Die Entscheidung T 151/84 behandelt die Streichung eines unwesentlichen Merkmals aus dem Anspruch. Hier stellen aber die Kontaktzungen ein wesentliches Merkmal der vorliegenden Erfindung dar, ohne das deren geltend gemachte Aufgabe nicht lösbar wäre.
Somit kann das Anspruchsbegehren nach dem Hauptantrag und dem 2. Hilfsantrag, weil gegen Artikel 123 (2) EPÜ verstoßend, nicht gewährt werden.
5. Zum 1. Hilfsantrag kommt die Kammer zu folgendem Ergebnis:
Die von der Beschwerdeführerin formulierte Frage stellt einmal keine grundsätzliche Rechts-, sondern eine Tatsachenfrage dar. Tatsachenfragen sind aber im Gegensatz zu Rechtsfragen nur aus den Umständen des Einzelfalls heraus zu beantworten.
Zum anderen trifft die Frage auch nicht den vorliegenden Fall, denn weniger oder allgemeinere Merkmale sind gerade nicht durch die ursprüngliche Beschreibung und Zeichnung im Sinne von Artikel 84 EPÜ gestützt, wie die Ausführungen unter vorstehenden Punkten 3. und 4. erhellen. Da die von der Beschwerdeführerin vorgelegte Frage von unzutreffenden Voraussetzungen ausgeht, bedarf es auch nicht der Erörterung, der von der Beschwerdeführerin genannten Entscheidung T 172/82, in der es um die Streichung eines Merkmals zur Klarstellung und/oder Behebung eines Widerspruchs ging.
Schließlich kann die Kammer nicht nachvollziehen, wie die Beschwerdeführerin zu der Ansicht kommt, die Prüfungsabteilung habe in bezug auf die Änderungen keine Zulässigkeitsprüfung nach Artikel 123 (2) EPÜ durchgeführt, sondern nur festgestellt, daß die Änderung nicht der Behebung eines Widerspruchs zwischen dem ursprünglichen Anspruch 1 und der Beschreibung diene. Diese Behauptung entbehrt jeder Grundlage in der angefochtenen Entscheidung. Damit ist die Fragestellung aber hypothetisch. Ihre Beantwortung durch die Große Beschwerdekammer hätte somit keinen Einfluß haben können auf den in vorliegender Sache zu entscheidenden Sachverhalt.

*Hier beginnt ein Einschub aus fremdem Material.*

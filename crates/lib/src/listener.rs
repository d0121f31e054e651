//! Build event listeners.
//!
//! Listeners receive the user-visible side of a build: which targets and
//! tasks start and finish, and the messages tasks log. The CLI prints them;
//! tests record them.

use std::cell::RefCell;
use std::fmt;
use std::rc::Rc;
use std::str::FromStr;

use serde::Serialize;

use crate::error::BuildError;
use crate::location::Location;

#[derive(Debug, Clone, Copy, Default, PartialEq, Eq, PartialOrd, Ord, Serialize)]
#[serde(rename_all = "lowercase")]
pub enum MessageLevel {
  Error,
  Warning,
  #[default]
  Info,
  Verbose,
  Debug,
}

impl MessageLevel {
  pub const NAMES: &'static [&'static str] = &["error", "warning", "info", "verbose", "debug"];

  pub fn as_str(self) -> &'static str {
    match self {
      MessageLevel::Error => "error",
      MessageLevel::Warning => "warning",
      MessageLevel::Info => "info",
      MessageLevel::Verbose => "verbose",
      MessageLevel::Debug => "debug",
    }
  }
}

impl fmt::Display for MessageLevel {
  fn fmt(&self, f: &mut fmt::Formatter<'_>) -> fmt::Result {
    f.write_str(self.as_str())
  }
}

impl FromStr for MessageLevel {
  type Err = String;

  fn from_str(s: &str) -> Result<Self, Self::Err> {
    match s.to_ascii_lowercase().as_str() {
      "error" => Ok(MessageLevel::Error),
      "warning" | "warn" => Ok(MessageLevel::Warning),
      "info" => Ok(MessageLevel::Info),
      "verbose" => Ok(MessageLevel::Verbose),
      "debug" => Ok(MessageLevel::Debug),
      other => Err(format!("unknown message level: {}", other)),
    }
  }
}

/// Receives build events. Every method defaults to doing nothing.
pub trait BuildListener {
  fn build_started(&self) {}

  fn build_finished(&self, _error: Option<&BuildError>) {}

  fn target_started(&self, _target: &str) {}

  fn target_finished(&self, _target: &str, _error: Option<&BuildError>) {}

  fn task_started(&self, _task: &str, _location: &Location) {}

  fn task_finished(&self, _task: &str, _error: Option<&BuildError>) {}

  /// A message logged by a task (`task` is its tag) or by the engine (`None`).
  fn message_logged(&self, _task: Option<&str>, _level: MessageLevel, _message: &str) {}
}

#[derive(Debug, Clone, PartialEq, Eq)]
pub enum RecordedEvent {
  BuildStarted,
  BuildFinished { failed: bool },
  TargetStarted(String),
  TargetFinished { target: String, failed: bool },
  TaskStarted(String),
  TaskFinished { task: String, failed: bool },
  Message {
    task: Option<String>,
    level: MessageLevel,
    message: String,
  },
}

/// Listener that keeps every event in memory. Clones share the same log.
#[derive(Debug, Clone, Default)]
pub struct RecordingListener {
  events: Rc<RefCell<Vec<RecordedEvent>>>,
}

impl RecordingListener {
  pub fn new() -> Self {
    Self::default()
  }

  pub fn events(&self) -> Vec<RecordedEvent> {
    self.events.borrow().clone()
  }

  /// Messages at `level` or more important, in order.
  pub fn messages(&self, level: MessageLevel) -> Vec<String> {
    self
      .events
      .borrow()
      .iter()
      .filter_map(|event| match event {
        RecordedEvent::Message { level: l, message, .. } if *l <= level => Some(message.clone()),
        _ => None,
      })
      .collect()
  }

  /// Names of targets in the order they started.
  pub fn targets_started(&self) -> Vec<String> {
    self
      .events
      .borrow()
      .iter()
      .filter_map(|event| match event {
        RecordedEvent::TargetStarted(name) => Some(name.clone()),
        _ => None,
      })
      .collect()
  }

  fn push(&self, event: RecordedEvent) {
    self.events.borrow_mut().push(event);
  }
}

impl BuildListener for RecordingListener {
  fn build_started(&self) {
    self.push(RecordedEvent::BuildStarted);
  }

  fn build_finished(&self, error: Option<&BuildError>) {
    self.push(RecordedEvent::BuildFinished { failed: error.is_some() });
  }

  fn target_started(&self, target: &str) {
    self.push(RecordedEvent::TargetStarted(target.to_string()));
  }

  fn target_finished(&self, target: &str, error: Option<&BuildError>) {
    self.push(RecordedEvent::TargetFinished {
      target: target.to_string(),
      failed: error.is_some(),
    });
  }

  fn task_started(&self, task: &str, _location: &Location) {
    self.push(RecordedEvent::TaskStarted(task.to_string()));
  }

  fn task_finished(&self, task: &str, error: Option<&BuildError>) {
    self.push(RecordedEvent::TaskFinished {
      task: task.to_string(),
      failed: error.is_some(),
    });
  }

  fn message_logged(&self, task: Option<&str>, level: MessageLevel, message: &str) {
    self.push(RecordedEvent::Message {
      task: task.map(str::to_string),
      level,
      message: message.to_string(),
    });
  }
}
impl Project {
  pub fn new() -> Self {
    let mut registry = ComponentRegistry::new();
    register_builtins(&mut registry);

    Self {
      name: None,
      description: None,
      default_target: None,
      base_dir: PathBuf::from("."),
      build_file: None,
      targets: IndexMap::new(),
      implicit: Target::new("", Location::UNKNOWN),
      tree: ElementTree::new(),
      properties: PropertyTable::new(),
      references: HashMap::new(),
      registry,
      listeners: Vec::new(),
      keep_going: false,
      executor: Rc::new(DefaultExecutor),
      invocation: Invocation::default(),
      generation: 0,
      generations: 0,
      binding: HashSet::new(),
      current_target: None,
      tasks: Vec::new(),
    }
  }

  // ---------------------------------------------------------------------------
  // Project attributes
  // ---------------------------------------------------------------------------

  pub fn name(&self) -> Option<&str> {
    self.name.as_deref()
  }

  pub fn set_name(&mut self, name: &str) {
    self.name = Some(name.to_string());
    self.properties.set(names::PROJECT_NAME, name);
  }

  pub fn description(&self) -> Option<&str> {
    self.description.as_deref()
  }

  pub fn append_description(&mut self, text: &str) {
    match &mut self.description {
      Some(existing) => existing.push_str(text),
      None => self.description = Some(text.to_string()),
    }
  }

  pub fn default_target(&self) -> Option<&str> {
    self.default_target.as_deref()
  }

  pub fn set_default_target(&mut self, target: &str) {
    self.default_target = Some(target.to_string());
    self.properties.set(names::DEFAULT_TARGET, target);
  }

  pub fn base_dir(&self) -> &Path {
    &self.base_dir
  }

  pub fn set_base_dir(&mut self, dir: PathBuf) {
    self.properties.set(names::BASEDIR, dir.display().to_string());
    self.base_dir = dir;
  }

  pub fn build_file(&self) -> Option<&Path> {
    self.build_file.as_deref()
  }

  pub fn set_build_file(&mut self, file: &Path) {
    self.properties.set(names::FILE, file.display().to_string());
    self.build_file = Some(file.to_path_buf());
  }

  /// Resolve a path relative to the base directory.
  pub fn resolve_file(&self, path: &str) -> PathBuf {
    let path = Path::new(path);
    if path.is_absolute() {
      path.to_path_buf()
    } else {
      self.base_dir.join(path)
    }
  }

  pub fn keep_going(&self) -> bool {
    self.keep_going
  }

  pub fn set_keep_going(&mut self, keep_going: bool) {
    self.keep_going = keep_going;
  }

  pub fn set_executor(&mut self, executor: Rc<dyn Executor>) {
    self.executor = executor;
  }

  pub fn add_listener(&mut self, listener: Rc<dyn BuildListener>) {
    self.listeners.push(listener);
  }

  // ---------------------------------------------------------------------------
  // Tables
  // ---------------------------------------------------------------------------

  pub fn tree(&self) -> &ElementTree {
    &self.tree
  }

  pub fn tree_mut(&mut self) -> &mut ElementTree {
    &mut self.tree
  }

  pub fn properties(&self) -> &PropertyTable {
    &self.properties
  }

  pub fn properties_mut(&mut self) -> &mut PropertyTable {
    &mut self.properties
  }

  pub fn property(&self, name: &str) -> Option<&str> {
    self.properties.get(name)
  }

  /// Expand `${...}` references against the current property table.
  pub fn expand(&self, input: &str) -> Result<String> {
    self.properties.expand(input)
  }

  pub fn registry(&self) -> &ComponentRegistry {
    &self.registry
  }

  pub fn registry_mut(&mut self) -> &mut ComponentRegistry {
    &mut self.registry
  }

  pub fn add_reference(&mut self, id: &str, reference: Reference) {
    self.references.insert(id.to_string(), reference);
  }

  pub fn has_reference(&self, id: &str) -> bool {
    self.references.contains_key(id)
  }

  /// Look up a referenced component, binding the referenced element first if needed.
  pub fn reference(&mut self, id: &str) -> Result<Rc<dyn Component>> {
    match self.references.get(id).cloned() {
      Some(Reference::Object(component)) => Ok(component),
      Some(Reference::Element(element)) => self.bind(element),
      Some(Reference::Target(_)) => Err(BuildError::new(ErrorKind::WrongReferenceType {
        id: id.to_string(),
        expected: "task or data type (it is a target)".to_string(),
      })),
      Some(Reference::Project) => Err(BuildError::new(ErrorKind::WrongReferenceType {
        id: id.to_string(),
        expected: "task or data type (it is the project)".to_string(),
      })),
      None => Err(BuildError::new(ErrorKind::UnknownReference(id.to_string()))),
    }
  }

  // ---------------------------------------------------------------------------
  // Targets
  // ---------------------------------------------------------------------------

  pub fn targets(&self) -> &IndexMap<String, Target> {
    &self.targets
  }

  pub fn target(&self, name: &str) -> Option<&Target> {
    self.targets.get(name)
  }

  pub fn add_target(&mut self, target: Target) -> Result<()> {
    if self.targets.contains_key(&target.name) {
      return Err(BuildError::at(
        ErrorKind::DuplicateTarget(target.name.clone()),
        target.location.clone(),
      ));
    }
    self.targets.insert(target.name.clone(), target);
    Ok(())
  }

  /// Append an element to a target, or to the implicit target when `target` is `None`.
  pub fn add_to_target(&mut self, target: Option<&str>, element: ElementId) {
    let target = match target {
      Some(name) => self.targets.get_mut(name),
      None => Some(&mut self.implicit),
    };
    if let Some(target) = target {
      target.elements.push(element);
    }
  }

  pub fn implicit_target(&self) -> &Target {
    &self.implicit
  }

  /// Name of the target currently running; `Some("")` while top-level elements run.
  pub fn current_target(&self) -> Option<&str> {
    self.current_target.as_deref()
  }

  pub fn target_summaries(&self) -> Vec<TargetInfo> {
    self
      .targets
      .values()
      .map(|target| TargetInfo {
        name: target.name.clone(),
        description: target.description.clone(),
        depends: target.depends.clone(),
        default: self.default_target.as_deref() == Some(target.name.as_str()),
      })
      .collect()
  }

  // ---------------------------------------------------------------------------
  // Binding and execution
  // ---------------------------------------------------------------------------

  /// Bind an element to a configured component.
  ///
  /// Binding is idempotent within one invocation generation. The element's
  /// `id`, if any, refers to the configured component afterwards.
  pub fn bind(&mut self, element: ElementId) -> Result<Rc<dyn Component>> {
    if let Some(bound) = &self.tree[element].wrapper.proxy
      && bound.generation == self.generation
    {
      return Ok(bound.component.clone());
    }

    let tag = self.tree[element].tag.clone();
    let location = self.tree[element].location.clone();

    if !self.binding.insert(element) {
      return Err(BuildError::at(ErrorKind::CircularReference(tag), location));
    }
    let result = self.create_component(element, &tag);
    self.binding.remove(&element);
    let component = result.map_err(|e| e.located(&location))?;

    debug!(tag = %tag, location = %location, "bound element");
    self.tree[element].wrapper.proxy = Some(Bound {
      generation: self.generation,
      component: component.clone(),
    });
    if let Some(id) = self.tree[element].wrapper.id().map(str::to_string) {
      self.add_reference(&id, Reference::Object(component.clone()));
    }
    Ok(component)
  }

  fn create_component(&mut self, element: ElementId, tag: &str) -> Result<Rc<dyn Component>> {
    match self.registry.get(tag) {
      Some(Definition::Builtin(factory)) => factory.create(self, element),
      Some(Definition::Macro(definition)) => {
        let instance = MacroInstance::configure(definition, self, element)?;
        Ok(Rc::new(instance))
      }
      None => Err(BuildError::new(ErrorKind::UnknownType(tag.to_string()))),
    }
  }

  /// Bind and run one element, firing task events around it.
  pub fn perform(&mut self, element: ElementId) -> Result<()> {
    let tag = self.tree[element].tag.clone();
    let location = self.tree[element].location.clone();

    self.fire(|l| l.task_started(&tag, &location));
    self.tasks.push(tag.clone());
    let result = self
      .bind(element)
      .and_then(|component| component.execute(self, element))
      .map_err(|e| e.located(&location));
    self.tasks.pop();
    self.fire(|l| l.task_finished(&tag, result.as_ref().err()));

    result
  }

  /// Run the top-level elements that are not inside any target.
  pub fn run_implicit_target(&mut self) -> Result<()> {
    let target = self.implicit.clone();
    let previous = self.current_target.replace(String::new());
    let result = target.elements.iter().try_for_each(|&element| self.perform(element));
    self.current_target = previous;
    result
  }

  /// Run one target's elements, ignoring its dependencies.
  pub fn run_target(&mut self, name: &str) -> Result<()> {
    let Some(target) = self.targets.get(name).cloned() else {
      return Err(BuildError::new(ErrorKind::UnknownTarget {
        name: name.to_string(),
        project: self.name.clone().unwrap_or_default(),
        used_from: None,
      }));
    };

    self.fire(|l| l.target_started(name));
    let previous = self.current_target.replace(name.to_string());
    let result = self.run_target_elements(&target);
    self.current_target = previous;
    self.fire(|l| l.target_finished(name, result.as_ref().err()));

    result
  }

  fn run_target_elements(&mut self, target: &Target) -> Result<()> {
    if let Some(cond) = target.if_cond.as_deref().filter(|c| !c.is_empty())
      && !self.properties.test_guard(cond).map_err(|e| e.located(&target.location))?
    {
      debug!(target = %target.name, condition = %cond, "skipped because property is not set");
      return Ok(());
    }
    if let Some(cond) = target.unless_cond.as_deref().filter(|c| !c.is_empty())
      && self.properties.test_guard(cond).map_err(|e| e.located(&target.location))?
    {
      debug!(target = %target.name, condition = %cond, "skipped because property is set");
      return Ok(());
    }

    for &element in &target.elements {
      self.perform(element)?;
    }
    Ok(())
  }

  /// Run the requested targets through the configured executor.
  ///
  /// An empty request runs the default target.
  pub fn execute_targets(&mut self, names: &[String]) -> Result<()> {
    let names = if names.is_empty() {
      match &self.default_target {
        Some(default) => vec![default.clone()],
        None => return Err(BuildError::new(ErrorKind::NoTarget)),
      }
    } else {
      names.to_vec()
    };

    debug!(targets = %names.join(","), "executing targets");
    self.properties.set_user(names::INVOKED_TARGETS, names.join(","));
    let executor = self.executor.clone();
    executor.execute_targets(self, &names)
  }

  /// Run targets in a nested invocation with its own property view.
  ///
  /// The nested invocation uses the current executor's sub-executor, starts
  /// with nothing executed, and rebinds every element it touches. Property,
  /// registry and execution state are restored afterwards.
  pub fn execute_sub_invocation(&mut self, names: &[String], properties: PropertyTable) -> Result<()> {
    let executor = self.executor.sub_executor();
    let saved_executor = std::mem::replace(&mut self.executor, executor.clone());
    let saved_properties = std::mem::replace(&mut self.properties, properties);
    let saved_invocation = std::mem::take(&mut self.invocation);
    let saved_registry = self.registry.clone();
    let saved_target = self.current_target.take();
    let saved_generation = self.generation;
    self.generations += 1;
    self.generation = self.generations;

    debug!(targets = %names.join(","), generation = self.generation, "starting nested invocation");
    let result = executor.execute_targets(self, names);

    self.generation = saved_generation;
    self.current_target = saved_target;
    self.registry = saved_registry;
    self.invocation = saved_invocation;
    self.properties = saved_properties;
    self.executor = saved_executor;

    result
  }

  pub fn is_executed(&self, name: &str) -> bool {
    self.invocation.executed.contains(name)
  }

  pub fn has_succeeded(&self, name: &str) -> bool {
    self.invocation.executed.contains(name) && !self.invocation.failed.contains(name)
  }

  pub(crate) fn mark_executed(&mut self, name: &str) {
    self.invocation.executed.insert(name.to_string());
  }

  pub(crate) fn mark_failed(&mut self, name: &str) {
    self.invocation.failed.insert(name.to_string());
  }

  // ---------------------------------------------------------------------------
  // Events
  // ---------------------------------------------------------------------------

  /// Log a message on behalf of the running task.
  pub fn log(&self, level: MessageLevel, message: &str) {
    let task = self.tasks.last().map(String::as_str);
    self.fire(|l| l.message_logged(task, level, message));
  }

  pub(crate) fn fire(&self, event: impl Fn(&dyn BuildListener)) {
    for listener in &self.listeners {
      event(listener.as_ref());
    }
  }
}
//! Content handlers: one per nesting context of a build file.
//!
//! The parser keeps a stack of handlers. When a tag opens, the handler on top
//! of the stack picks the handler for the child, which then initializes the
//! new node and is pushed. Below the project and target levels every tag is
//! handled by [`ElementHandler`].

use tracing::debug;

use crate::error::{BuildError, ErrorKind, Result};
use crate::location::Location;
use crate::project::Reference;
use crate::target::{Target, parse_depends};

use super::ParseContext;

/// One parsed start tag.
#[derive(Debug)]
pub(crate) struct StartTag {
  pub name: String,
  pub attributes: Vec<(String, String)>,
  pub location: Location,
}

pub(crate) trait ContentHandler {
  /// Handler for a child tag opened inside this handler's node.
  fn child(&self, _ctx: &ParseContext<'_>, tag: &StartTag) -> Result<&'static dyn ContentHandler> {
    Err(unexpected_element(tag))
  }

  fn start(&self, ctx: &mut ParseContext<'_>, tag: StartTag) -> Result<()>;

  fn end(&self, _ctx: &mut ParseContext<'_>) -> Result<()> {
    Ok(())
  }

  /// Character data; only whitespace is accepted by default.
  fn characters(&self, _ctx: &mut ParseContext<'_>, text: &str, location: &Location) -> Result<()> {
    if text.trim().is_empty() {
      Ok(())
    } else {
      Err(BuildError::at(
        ErrorKind::UnexpectedText(text.trim().to_string()),
        location.clone(),
      ))
    }
  }
}

fn unexpected_element(tag: &StartTag) -> BuildError {
  BuildError::at(ErrorKind::UnexpectedElement(tag.name.clone()), tag.location.clone())
}

fn unexpected_attribute(name: &str, location: &Location) -> BuildError {
  BuildError::at(ErrorKind::UnexpectedAttribute(name.to_string()), location.clone())
}

/// Document level: accepts exactly one `project`.
pub(crate) struct RootHandler;

impl ContentHandler for RootHandler {
  fn child(&self, ctx: &ParseContext<'_>, tag: &StartTag) -> Result<&'static dyn ContentHandler> {
    if tag.name == "project" && !ctx.seen_project {
      Ok(&ProjectHandler)
    } else {
      Err(unexpected_element(tag))
    }
  }

  fn start(&self, _ctx: &mut ParseContext<'_>, tag: StartTag) -> Result<()> {
    Err(unexpected_element(&tag))
  }
}

pub(crate) struct ProjectHandler;

impl ContentHandler for ProjectHandler {
  fn child(&self, _ctx: &ParseContext<'_>, tag: &StartTag) -> Result<&'static dyn ContentHandler> {
    if tag.name == "target" {
      Ok(&TargetHandler)
    } else {
      Ok(&ElementHandler)
    }
  }

  fn start(&self, ctx: &mut ParseContext<'_>, tag: StartTag) -> Result<()> {
    ctx.seen_project = true;
    let mut base_dir = None;

    for (name, value) in &tag.attributes {
      match name.as_str() {
        "name" => ctx.project.set_name(value),
        "default" => ctx.project.set_default_target(value),
        "basedir" => base_dir = Some(value.clone()),
        "id" => ctx.project.add_reference(value, Reference::Project),
        _ if name == "xmlns" || name.starts_with("xmlns:") => {}
        _ => return Err(unexpected_attribute(name, &tag.location)),
      }
    }

    ctx.resolve_base_dir(base_dir.as_deref());
    debug!(
      name = ctx.project.name().unwrap_or_default(),
      basedir = %ctx.project.base_dir().display(),
      "parsing project"
    );
    Ok(())
  }
}

pub(crate) struct TargetHandler;

impl ContentHandler for TargetHandler {
  fn child(&self, _ctx: &ParseContext<'_>, _tag: &StartTag) -> Result<&'static dyn ContentHandler> {
    Ok(&ElementHandler)
  }

  fn start(&self, ctx: &mut ParseContext<'_>, tag: StartTag) -> Result<()> {
    let mut target = Target::new(String::new(), tag.location.clone());
    let mut name = None;
    let mut depends = None;
    let mut id = None;

    for (attribute, value) in tag.attributes {
      match attribute.as_str() {
        "name" => name = Some(value),
        "depends" => depends = Some(value),
        "if" => target.if_cond = Some(value),
        "unless" => target.unless_cond = Some(value),
        "description" => target.description = Some(value),
        "id" => id = Some(value),
        _ => return Err(unexpected_attribute(&attribute, &tag.location)),
      }
    }

    let Some(name) = name else {
      return Err(BuildError::at(
        ErrorKind::MissingAttribute {
          element: "target".to_string(),
          attribute: "name".to_string(),
        },
        tag.location,
      ));
    };
    if name.is_empty() {
      return Err(BuildError::at(ErrorKind::EmptyTargetName, tag.location));
    }
    if let Some(depends) = depends {
      target.depends = parse_depends(&name, &depends).map_err(|e| e.located(&tag.location))?;
    }
    if let Some(id) = id {
      ctx.project.add_reference(&id, Reference::Target(name.clone()));
    }

    target.name = name.clone();
    ctx.project.add_target(target)?;
    ctx.current_target = Some(name);
    Ok(())
  }

  fn end(&self, ctx: &mut ParseContext<'_>) -> Result<()> {
    ctx.current_target = None;
    Ok(())
  }
}

/// Any task or data type element.
pub(crate) struct ElementHandler;

impl ContentHandler for ElementHandler {
  fn child(&self, _ctx: &ParseContext<'_>, _tag: &StartTag) -> Result<&'static dyn ContentHandler> {
    Ok(&ElementHandler)
  }

  fn start(&self, ctx: &mut ParseContext<'_>, tag: StartTag) -> Result<()> {
    let tree = ctx.project.tree_mut();
    let element = tree.create(tag.name.to_lowercase(), tag.location.clone());
    for (name, value) in tag.attributes {
      if !tree[element].wrapper.set_attribute(name.to_lowercase(), value) {
        return Err(unexpected_attribute(&name, &tag.location));
      }
    }

    match ctx.elements.last() {
      Some(&parent) => ctx.project.tree_mut().add_child(parent, element),
      None => ctx.project.add_to_target(ctx.current_target.as_deref(), element),
    }
    if let Some(id) = ctx.project.tree()[element].wrapper.id().map(str::to_string) {
      ctx.project.add_reference(&id, Reference::Element(element));
    }

    ctx.elements.push(element);
    Ok(())
  }

  fn end(&self, ctx: &mut ParseContext<'_>) -> Result<()> {
    ctx.elements.pop();
    Ok(())
  }

  fn characters(&self, ctx: &mut ParseContext<'_>, text: &str, _location: &Location) -> Result<()> {
    if let Some(&element) = ctx.elements.last() {
      ctx.project.tree_mut()[element].wrapper.add_text(text);
    }
    Ok(())
  }
}

/// The handlers of the currently open nodes, innermost last.
#[derive(Default)]
pub(crate) struct HandlerStack {
  handlers: Vec<&'static dyn ContentHandler>,
}

impl HandlerStack {
  pub fn current(&self) -> &'static dyn ContentHandler {
    self.handlers.last().copied().unwrap_or(&RootHandler)
  }

  pub fn push(&mut self, handler: &'static dyn ContentHandler) {
    self.handlers.push(handler);
  }

  pub fn pop(&mut self) -> Option<&'static dyn ContentHandler> {
    self.handlers.pop()
  }
}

Die Vorlage der Frage der Beschwerdeführerin an die Große Beschwerdekammer gemäß 1. Hilfsantrag war somit zurückzuweisen.
6. Dem 3. Hilfsantrag (Zurückverweisung an die erste Instanz zur Fortsetzung des Prüfungsverfahrens auf der Basis der ursprünglichen Unterlagen) war stattzugeben, da das Prüfungsverfahren noch nicht abgeschlossen ist.
7. Die Beschwerdeführerin hat in vorliegender Sache noch Überlegungen in anderer Richtung angestellt, z. B. Verhältnisse in anderen Staaten, Harmonisierung der Rechtsprechung usw.; diese Überlegungen haben keinen Einfluß auf die hier zu entscheidende Sachfrage, so daß diesbezügliche Stellungnahmen seitens der Kammer entbehrlich erscheinen.
ENTSCHEIDUNGSFORMEL
Aus diesen Gründen wird entschieden:
1. Die Entscheidung der Prüfungsabteilung wird aufgehoben.
2. Die Sache wird zur Fortsetzung des Prüfungsverfahrens auf der Basis der ursprünglichen Unterlagen an die erste Instanz zurückverwiesen.
3. Die übrigen Anträge werden zurückgewiesen.